EXERCISE OBJECTIVE
Find each line below containing the word "PoisonError" and copy it.

(Dataset entries)
=-=-=-=-=

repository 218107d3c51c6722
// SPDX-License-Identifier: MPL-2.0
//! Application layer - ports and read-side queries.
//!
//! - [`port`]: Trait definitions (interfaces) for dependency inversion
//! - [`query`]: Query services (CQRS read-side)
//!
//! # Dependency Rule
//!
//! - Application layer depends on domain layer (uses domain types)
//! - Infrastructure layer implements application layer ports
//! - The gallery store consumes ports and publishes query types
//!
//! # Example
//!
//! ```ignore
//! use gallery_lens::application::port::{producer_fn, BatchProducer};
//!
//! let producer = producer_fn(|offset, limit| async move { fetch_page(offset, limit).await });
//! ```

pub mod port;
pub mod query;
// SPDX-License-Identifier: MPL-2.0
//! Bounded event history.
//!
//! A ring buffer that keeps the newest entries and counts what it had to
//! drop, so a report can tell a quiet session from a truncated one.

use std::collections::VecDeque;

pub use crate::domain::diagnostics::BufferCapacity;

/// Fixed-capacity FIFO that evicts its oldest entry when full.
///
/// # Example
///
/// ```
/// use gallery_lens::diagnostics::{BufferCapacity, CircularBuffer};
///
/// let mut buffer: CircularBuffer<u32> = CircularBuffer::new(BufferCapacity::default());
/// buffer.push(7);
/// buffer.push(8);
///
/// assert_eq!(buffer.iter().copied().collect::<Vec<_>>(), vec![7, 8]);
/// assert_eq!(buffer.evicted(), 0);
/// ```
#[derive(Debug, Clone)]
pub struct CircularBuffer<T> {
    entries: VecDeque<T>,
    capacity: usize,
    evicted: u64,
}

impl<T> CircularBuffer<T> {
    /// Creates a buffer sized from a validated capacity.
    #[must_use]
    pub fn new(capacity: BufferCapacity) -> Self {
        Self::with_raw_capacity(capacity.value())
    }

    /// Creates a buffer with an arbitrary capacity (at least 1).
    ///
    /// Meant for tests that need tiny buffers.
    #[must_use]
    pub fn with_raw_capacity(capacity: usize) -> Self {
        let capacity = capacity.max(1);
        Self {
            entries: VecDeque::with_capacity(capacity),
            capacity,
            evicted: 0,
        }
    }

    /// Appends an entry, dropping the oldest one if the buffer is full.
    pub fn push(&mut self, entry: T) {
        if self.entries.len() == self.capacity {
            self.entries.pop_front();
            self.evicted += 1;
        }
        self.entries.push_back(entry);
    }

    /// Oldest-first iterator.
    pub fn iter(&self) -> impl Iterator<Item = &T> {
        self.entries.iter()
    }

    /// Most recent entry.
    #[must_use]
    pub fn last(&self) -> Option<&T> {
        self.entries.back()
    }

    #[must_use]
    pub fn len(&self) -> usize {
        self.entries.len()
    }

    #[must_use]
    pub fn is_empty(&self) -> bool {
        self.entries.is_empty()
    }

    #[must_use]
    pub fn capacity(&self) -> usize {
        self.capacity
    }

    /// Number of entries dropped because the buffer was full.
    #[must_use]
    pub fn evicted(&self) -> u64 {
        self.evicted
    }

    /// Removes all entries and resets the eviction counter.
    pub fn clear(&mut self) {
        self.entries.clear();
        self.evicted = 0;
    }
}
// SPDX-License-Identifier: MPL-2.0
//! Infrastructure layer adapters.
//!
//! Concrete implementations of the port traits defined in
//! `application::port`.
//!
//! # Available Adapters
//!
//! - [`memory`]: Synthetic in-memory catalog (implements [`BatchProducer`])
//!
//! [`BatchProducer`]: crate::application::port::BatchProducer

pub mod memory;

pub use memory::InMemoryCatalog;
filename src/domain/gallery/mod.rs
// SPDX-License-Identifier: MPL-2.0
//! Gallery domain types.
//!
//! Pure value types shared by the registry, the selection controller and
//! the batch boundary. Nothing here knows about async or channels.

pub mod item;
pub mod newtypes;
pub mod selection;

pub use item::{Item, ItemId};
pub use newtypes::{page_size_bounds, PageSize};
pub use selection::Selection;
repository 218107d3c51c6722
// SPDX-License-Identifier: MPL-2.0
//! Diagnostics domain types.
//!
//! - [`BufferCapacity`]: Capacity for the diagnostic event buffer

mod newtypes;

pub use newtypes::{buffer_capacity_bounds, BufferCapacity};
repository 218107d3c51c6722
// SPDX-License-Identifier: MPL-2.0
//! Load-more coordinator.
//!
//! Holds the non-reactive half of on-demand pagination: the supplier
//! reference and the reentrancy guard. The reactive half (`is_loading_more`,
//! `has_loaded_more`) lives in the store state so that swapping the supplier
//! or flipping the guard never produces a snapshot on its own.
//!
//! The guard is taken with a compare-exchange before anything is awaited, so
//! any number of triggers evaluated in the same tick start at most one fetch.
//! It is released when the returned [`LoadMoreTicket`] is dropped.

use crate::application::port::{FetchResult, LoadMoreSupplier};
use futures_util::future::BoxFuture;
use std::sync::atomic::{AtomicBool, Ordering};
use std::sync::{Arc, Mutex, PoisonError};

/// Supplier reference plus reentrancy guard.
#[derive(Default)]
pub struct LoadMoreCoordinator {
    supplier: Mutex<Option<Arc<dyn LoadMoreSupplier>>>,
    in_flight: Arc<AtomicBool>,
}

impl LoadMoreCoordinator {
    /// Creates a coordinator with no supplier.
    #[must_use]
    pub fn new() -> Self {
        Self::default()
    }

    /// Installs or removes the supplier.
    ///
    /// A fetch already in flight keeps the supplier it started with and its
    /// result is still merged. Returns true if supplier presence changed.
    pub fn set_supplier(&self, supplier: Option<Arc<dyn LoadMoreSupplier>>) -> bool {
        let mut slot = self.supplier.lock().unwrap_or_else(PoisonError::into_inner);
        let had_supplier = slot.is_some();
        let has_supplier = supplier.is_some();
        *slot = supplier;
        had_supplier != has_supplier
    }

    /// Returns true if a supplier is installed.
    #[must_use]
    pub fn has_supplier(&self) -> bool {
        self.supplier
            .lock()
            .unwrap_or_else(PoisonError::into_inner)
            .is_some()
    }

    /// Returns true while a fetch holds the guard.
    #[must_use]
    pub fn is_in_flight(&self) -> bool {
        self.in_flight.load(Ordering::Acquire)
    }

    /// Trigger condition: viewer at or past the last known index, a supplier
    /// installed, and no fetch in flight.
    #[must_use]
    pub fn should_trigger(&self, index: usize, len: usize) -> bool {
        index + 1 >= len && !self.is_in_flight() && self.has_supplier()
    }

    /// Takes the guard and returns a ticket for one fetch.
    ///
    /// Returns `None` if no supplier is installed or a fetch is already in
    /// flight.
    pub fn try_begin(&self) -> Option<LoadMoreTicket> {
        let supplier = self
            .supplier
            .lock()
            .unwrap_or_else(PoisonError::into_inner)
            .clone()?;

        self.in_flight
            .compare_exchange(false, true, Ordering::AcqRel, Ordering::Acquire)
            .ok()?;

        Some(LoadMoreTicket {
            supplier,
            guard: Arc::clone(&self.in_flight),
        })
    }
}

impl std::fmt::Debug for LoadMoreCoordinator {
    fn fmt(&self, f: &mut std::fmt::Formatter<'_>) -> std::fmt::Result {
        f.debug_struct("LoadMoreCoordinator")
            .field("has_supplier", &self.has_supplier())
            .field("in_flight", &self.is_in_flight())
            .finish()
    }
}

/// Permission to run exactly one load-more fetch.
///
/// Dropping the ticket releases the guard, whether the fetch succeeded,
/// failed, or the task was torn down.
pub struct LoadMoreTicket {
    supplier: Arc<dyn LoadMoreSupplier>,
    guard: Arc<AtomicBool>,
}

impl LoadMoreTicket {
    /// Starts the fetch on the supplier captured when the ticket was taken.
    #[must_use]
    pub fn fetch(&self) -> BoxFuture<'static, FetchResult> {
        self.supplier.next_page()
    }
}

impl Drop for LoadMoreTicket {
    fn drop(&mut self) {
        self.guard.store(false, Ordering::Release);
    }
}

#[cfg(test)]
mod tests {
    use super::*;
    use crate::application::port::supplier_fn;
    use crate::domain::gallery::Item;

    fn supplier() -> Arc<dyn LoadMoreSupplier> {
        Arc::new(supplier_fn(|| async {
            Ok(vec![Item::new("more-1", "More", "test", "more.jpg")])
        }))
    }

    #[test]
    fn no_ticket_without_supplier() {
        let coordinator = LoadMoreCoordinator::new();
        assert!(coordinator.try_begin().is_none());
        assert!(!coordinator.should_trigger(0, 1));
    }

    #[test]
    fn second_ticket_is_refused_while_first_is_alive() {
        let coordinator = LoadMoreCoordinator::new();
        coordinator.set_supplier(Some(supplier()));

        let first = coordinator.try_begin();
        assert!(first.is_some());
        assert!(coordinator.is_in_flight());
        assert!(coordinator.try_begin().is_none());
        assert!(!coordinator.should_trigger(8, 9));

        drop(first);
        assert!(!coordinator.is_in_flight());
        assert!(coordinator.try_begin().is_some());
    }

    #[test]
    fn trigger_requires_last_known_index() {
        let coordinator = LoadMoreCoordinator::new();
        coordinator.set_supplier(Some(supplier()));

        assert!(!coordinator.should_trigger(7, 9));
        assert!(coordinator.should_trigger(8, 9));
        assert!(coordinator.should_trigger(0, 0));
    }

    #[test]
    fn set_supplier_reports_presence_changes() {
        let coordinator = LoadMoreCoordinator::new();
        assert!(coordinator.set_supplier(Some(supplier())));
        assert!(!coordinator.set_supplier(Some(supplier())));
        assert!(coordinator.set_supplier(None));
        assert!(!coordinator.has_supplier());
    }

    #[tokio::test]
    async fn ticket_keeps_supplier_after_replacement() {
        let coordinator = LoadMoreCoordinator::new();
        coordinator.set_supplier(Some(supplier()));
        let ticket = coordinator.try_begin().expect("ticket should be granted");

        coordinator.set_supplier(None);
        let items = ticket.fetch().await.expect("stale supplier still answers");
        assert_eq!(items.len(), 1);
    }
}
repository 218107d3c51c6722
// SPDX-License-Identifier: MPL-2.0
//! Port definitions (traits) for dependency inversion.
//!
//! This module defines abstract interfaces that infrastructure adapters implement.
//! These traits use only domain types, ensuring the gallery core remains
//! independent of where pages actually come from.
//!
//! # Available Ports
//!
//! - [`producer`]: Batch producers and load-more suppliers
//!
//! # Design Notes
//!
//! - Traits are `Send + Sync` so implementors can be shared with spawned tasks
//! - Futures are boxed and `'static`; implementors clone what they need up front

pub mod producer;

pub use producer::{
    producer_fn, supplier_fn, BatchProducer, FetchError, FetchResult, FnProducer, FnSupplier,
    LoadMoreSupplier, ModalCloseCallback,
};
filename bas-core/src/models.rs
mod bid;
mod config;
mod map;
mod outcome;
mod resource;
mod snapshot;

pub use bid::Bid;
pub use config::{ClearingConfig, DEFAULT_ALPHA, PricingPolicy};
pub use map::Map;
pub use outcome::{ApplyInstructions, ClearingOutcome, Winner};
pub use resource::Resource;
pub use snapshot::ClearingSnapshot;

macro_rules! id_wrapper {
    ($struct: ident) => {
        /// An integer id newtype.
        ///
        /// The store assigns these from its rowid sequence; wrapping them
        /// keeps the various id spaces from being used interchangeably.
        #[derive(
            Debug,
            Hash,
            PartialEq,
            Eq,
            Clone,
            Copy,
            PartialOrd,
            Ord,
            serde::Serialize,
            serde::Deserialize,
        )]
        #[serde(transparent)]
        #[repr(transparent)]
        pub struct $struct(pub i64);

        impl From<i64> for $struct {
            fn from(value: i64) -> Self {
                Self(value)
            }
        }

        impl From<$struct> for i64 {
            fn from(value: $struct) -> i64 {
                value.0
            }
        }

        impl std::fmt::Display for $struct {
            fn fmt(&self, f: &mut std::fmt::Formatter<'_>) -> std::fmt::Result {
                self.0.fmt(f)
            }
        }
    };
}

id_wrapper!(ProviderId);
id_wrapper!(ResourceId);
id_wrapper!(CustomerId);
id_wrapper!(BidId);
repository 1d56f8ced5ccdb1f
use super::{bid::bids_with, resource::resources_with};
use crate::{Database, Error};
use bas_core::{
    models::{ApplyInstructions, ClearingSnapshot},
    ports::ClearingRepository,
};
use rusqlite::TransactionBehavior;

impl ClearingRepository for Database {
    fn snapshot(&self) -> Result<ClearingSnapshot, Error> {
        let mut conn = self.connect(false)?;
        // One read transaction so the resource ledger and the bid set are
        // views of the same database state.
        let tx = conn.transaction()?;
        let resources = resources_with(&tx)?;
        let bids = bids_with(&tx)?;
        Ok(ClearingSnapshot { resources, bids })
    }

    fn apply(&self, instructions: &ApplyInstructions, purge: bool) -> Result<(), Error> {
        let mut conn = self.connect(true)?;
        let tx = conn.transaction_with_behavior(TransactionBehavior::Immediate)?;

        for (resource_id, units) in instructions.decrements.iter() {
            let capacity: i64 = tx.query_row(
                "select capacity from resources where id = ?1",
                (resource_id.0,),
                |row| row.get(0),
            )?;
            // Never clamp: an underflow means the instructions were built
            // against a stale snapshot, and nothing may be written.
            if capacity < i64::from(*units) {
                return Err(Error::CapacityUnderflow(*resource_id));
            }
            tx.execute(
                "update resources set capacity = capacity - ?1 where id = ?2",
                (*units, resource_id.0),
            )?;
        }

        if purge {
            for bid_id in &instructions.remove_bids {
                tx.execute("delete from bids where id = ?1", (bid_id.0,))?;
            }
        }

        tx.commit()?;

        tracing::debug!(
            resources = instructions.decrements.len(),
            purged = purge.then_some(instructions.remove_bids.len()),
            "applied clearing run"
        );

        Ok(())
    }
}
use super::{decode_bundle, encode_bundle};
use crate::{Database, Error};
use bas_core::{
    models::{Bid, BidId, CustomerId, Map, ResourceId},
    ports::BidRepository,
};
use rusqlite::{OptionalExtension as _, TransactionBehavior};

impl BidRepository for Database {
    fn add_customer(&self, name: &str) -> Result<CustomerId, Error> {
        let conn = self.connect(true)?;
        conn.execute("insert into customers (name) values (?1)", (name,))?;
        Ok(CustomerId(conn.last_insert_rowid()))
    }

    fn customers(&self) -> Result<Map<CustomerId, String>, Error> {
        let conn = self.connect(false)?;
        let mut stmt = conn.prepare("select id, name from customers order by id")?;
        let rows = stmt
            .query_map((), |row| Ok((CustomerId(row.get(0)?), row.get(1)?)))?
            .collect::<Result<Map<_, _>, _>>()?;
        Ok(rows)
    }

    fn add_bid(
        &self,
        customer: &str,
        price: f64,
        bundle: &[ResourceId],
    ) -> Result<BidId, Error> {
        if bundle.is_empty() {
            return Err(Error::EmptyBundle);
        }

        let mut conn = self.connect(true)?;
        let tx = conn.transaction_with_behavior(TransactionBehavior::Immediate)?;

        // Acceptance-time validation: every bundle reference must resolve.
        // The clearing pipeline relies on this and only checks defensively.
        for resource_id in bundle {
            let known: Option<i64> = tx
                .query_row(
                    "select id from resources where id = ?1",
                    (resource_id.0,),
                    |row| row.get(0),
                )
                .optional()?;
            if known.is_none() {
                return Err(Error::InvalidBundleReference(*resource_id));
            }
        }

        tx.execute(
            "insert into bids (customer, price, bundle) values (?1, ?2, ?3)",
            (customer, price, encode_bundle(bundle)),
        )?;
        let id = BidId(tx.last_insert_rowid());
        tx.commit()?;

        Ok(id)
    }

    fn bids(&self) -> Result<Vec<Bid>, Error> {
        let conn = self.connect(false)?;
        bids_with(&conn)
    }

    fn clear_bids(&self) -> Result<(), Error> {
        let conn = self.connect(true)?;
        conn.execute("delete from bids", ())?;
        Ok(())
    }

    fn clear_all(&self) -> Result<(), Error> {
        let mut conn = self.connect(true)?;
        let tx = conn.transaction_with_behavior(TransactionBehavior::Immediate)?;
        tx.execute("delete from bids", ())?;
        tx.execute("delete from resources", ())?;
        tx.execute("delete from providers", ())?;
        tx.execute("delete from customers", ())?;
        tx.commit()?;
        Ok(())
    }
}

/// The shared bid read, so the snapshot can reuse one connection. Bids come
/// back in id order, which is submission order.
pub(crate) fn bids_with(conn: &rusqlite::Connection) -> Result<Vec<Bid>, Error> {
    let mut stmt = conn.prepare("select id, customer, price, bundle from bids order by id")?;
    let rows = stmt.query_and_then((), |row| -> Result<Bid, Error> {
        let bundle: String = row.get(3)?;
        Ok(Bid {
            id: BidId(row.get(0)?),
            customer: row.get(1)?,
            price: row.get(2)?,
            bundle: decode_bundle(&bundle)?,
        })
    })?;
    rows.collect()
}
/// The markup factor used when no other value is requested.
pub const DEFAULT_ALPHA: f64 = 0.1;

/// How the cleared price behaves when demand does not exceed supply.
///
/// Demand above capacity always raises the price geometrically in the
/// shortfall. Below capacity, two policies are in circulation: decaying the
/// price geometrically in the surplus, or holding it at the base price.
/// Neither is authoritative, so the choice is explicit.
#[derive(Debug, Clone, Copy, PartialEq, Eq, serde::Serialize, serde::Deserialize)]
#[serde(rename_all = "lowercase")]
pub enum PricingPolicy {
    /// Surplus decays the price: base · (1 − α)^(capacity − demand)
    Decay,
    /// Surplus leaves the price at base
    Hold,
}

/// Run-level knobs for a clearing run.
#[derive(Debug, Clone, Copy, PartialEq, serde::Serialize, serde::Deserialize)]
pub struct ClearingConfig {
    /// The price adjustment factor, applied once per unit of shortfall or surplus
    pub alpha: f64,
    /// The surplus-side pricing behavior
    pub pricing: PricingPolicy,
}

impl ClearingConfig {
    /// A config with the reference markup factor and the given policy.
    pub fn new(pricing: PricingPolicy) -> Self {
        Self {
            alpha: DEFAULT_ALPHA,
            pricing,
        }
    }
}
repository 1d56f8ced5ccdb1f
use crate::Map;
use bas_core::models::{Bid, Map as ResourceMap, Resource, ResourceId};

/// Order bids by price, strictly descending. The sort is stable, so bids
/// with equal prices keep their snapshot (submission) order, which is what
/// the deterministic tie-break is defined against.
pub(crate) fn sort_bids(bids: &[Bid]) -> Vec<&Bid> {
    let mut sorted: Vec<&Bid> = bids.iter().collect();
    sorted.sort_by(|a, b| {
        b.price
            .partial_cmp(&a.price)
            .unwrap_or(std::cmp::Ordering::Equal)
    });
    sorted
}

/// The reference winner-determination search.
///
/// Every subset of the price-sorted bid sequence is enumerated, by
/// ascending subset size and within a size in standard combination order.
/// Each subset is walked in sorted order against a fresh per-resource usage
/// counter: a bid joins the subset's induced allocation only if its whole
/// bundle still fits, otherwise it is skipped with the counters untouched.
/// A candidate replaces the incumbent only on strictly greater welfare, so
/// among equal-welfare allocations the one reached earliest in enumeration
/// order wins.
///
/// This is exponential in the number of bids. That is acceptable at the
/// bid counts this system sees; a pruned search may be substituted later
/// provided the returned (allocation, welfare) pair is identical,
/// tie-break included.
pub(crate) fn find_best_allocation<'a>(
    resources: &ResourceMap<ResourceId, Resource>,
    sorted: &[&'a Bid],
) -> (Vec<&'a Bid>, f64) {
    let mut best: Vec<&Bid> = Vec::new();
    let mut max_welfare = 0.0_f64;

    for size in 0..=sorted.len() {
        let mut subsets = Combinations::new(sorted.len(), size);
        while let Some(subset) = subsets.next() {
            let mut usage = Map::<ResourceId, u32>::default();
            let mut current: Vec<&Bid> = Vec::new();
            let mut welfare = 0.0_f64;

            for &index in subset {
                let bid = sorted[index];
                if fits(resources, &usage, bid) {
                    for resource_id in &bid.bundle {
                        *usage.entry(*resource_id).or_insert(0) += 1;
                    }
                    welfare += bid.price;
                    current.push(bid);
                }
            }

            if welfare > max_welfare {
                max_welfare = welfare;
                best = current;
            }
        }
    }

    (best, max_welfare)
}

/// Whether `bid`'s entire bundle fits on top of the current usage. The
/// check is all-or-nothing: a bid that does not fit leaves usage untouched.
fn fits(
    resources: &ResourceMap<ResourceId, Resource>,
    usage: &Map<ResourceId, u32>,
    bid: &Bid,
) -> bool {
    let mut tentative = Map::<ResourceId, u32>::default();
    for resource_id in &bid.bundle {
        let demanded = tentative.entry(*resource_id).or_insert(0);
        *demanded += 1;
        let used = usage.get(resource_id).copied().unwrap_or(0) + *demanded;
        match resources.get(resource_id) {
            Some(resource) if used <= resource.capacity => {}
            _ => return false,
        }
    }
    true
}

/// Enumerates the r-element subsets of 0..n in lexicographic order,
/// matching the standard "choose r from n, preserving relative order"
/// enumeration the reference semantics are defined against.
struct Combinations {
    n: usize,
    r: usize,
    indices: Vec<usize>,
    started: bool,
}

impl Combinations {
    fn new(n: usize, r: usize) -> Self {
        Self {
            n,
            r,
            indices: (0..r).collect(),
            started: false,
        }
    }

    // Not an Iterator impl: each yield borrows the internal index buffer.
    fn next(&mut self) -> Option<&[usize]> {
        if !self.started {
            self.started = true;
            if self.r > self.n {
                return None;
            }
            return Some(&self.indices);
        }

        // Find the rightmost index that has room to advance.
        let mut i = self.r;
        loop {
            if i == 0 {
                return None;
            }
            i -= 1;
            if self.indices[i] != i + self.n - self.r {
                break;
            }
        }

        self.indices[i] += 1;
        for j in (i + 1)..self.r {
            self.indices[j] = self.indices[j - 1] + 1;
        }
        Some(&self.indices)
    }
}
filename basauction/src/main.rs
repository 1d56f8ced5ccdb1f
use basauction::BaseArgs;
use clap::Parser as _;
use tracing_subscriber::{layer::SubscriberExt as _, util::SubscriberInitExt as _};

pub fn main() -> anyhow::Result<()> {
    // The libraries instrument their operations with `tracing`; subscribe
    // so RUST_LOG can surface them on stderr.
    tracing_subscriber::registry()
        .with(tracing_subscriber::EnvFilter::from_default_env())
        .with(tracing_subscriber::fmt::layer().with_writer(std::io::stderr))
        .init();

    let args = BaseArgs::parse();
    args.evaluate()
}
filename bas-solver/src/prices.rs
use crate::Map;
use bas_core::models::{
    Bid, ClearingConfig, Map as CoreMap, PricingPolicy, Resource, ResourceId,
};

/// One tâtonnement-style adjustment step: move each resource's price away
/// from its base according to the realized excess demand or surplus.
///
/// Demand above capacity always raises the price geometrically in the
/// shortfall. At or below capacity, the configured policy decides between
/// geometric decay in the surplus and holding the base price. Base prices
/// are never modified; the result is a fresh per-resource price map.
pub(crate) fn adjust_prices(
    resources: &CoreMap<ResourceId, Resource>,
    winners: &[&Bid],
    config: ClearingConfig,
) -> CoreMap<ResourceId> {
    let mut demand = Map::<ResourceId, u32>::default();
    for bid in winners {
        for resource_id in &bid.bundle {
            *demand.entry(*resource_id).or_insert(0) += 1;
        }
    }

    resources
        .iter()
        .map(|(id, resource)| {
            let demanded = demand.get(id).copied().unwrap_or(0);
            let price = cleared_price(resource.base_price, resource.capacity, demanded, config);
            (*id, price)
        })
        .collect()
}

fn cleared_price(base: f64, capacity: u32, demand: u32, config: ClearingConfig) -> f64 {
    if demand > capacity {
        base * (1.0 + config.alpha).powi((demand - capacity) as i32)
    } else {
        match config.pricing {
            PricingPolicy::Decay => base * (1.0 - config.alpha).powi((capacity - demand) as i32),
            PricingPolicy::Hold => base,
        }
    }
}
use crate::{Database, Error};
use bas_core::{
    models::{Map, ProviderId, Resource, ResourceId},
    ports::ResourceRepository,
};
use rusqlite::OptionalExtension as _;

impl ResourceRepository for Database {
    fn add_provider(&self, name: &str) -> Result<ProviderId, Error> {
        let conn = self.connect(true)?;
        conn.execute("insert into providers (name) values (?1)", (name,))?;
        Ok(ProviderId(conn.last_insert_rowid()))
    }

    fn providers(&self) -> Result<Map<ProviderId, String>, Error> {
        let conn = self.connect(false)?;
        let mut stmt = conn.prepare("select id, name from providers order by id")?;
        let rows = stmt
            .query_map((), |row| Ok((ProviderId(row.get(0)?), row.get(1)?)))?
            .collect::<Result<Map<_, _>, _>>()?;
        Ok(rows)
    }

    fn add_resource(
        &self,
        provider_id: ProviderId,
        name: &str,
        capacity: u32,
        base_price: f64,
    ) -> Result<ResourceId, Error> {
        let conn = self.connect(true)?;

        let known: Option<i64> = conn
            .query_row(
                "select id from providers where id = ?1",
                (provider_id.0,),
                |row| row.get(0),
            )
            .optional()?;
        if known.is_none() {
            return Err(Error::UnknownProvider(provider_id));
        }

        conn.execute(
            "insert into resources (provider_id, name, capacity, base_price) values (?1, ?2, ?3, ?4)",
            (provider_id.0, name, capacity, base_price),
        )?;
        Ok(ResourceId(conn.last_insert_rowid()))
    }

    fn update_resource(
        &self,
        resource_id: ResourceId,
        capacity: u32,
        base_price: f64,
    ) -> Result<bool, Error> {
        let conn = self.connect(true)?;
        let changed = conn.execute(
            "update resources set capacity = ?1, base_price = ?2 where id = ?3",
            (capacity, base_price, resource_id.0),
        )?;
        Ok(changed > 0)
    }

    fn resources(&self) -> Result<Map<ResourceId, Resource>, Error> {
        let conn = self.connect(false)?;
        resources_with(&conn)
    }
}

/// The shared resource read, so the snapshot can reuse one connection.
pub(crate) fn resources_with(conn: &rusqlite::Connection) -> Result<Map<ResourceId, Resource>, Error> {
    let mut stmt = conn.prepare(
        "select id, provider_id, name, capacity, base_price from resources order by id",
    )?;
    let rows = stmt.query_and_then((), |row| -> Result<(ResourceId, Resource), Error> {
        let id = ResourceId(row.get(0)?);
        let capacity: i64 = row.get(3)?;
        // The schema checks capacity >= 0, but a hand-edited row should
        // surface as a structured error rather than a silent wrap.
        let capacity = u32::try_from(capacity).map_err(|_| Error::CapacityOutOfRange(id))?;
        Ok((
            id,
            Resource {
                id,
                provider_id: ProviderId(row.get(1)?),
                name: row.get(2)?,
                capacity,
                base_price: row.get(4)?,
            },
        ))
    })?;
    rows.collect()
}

=-=-=-=-=

TASK RESULT
use std::sync::{Arc, Mutex, PoisonError};
        let mut slot = self.supplier.lock().unwrap_or_else(PoisonError::into_inner);
            .unwrap_or_else(PoisonError::into_inner)
            .unwrap_or_else(PoisonError::into_inner)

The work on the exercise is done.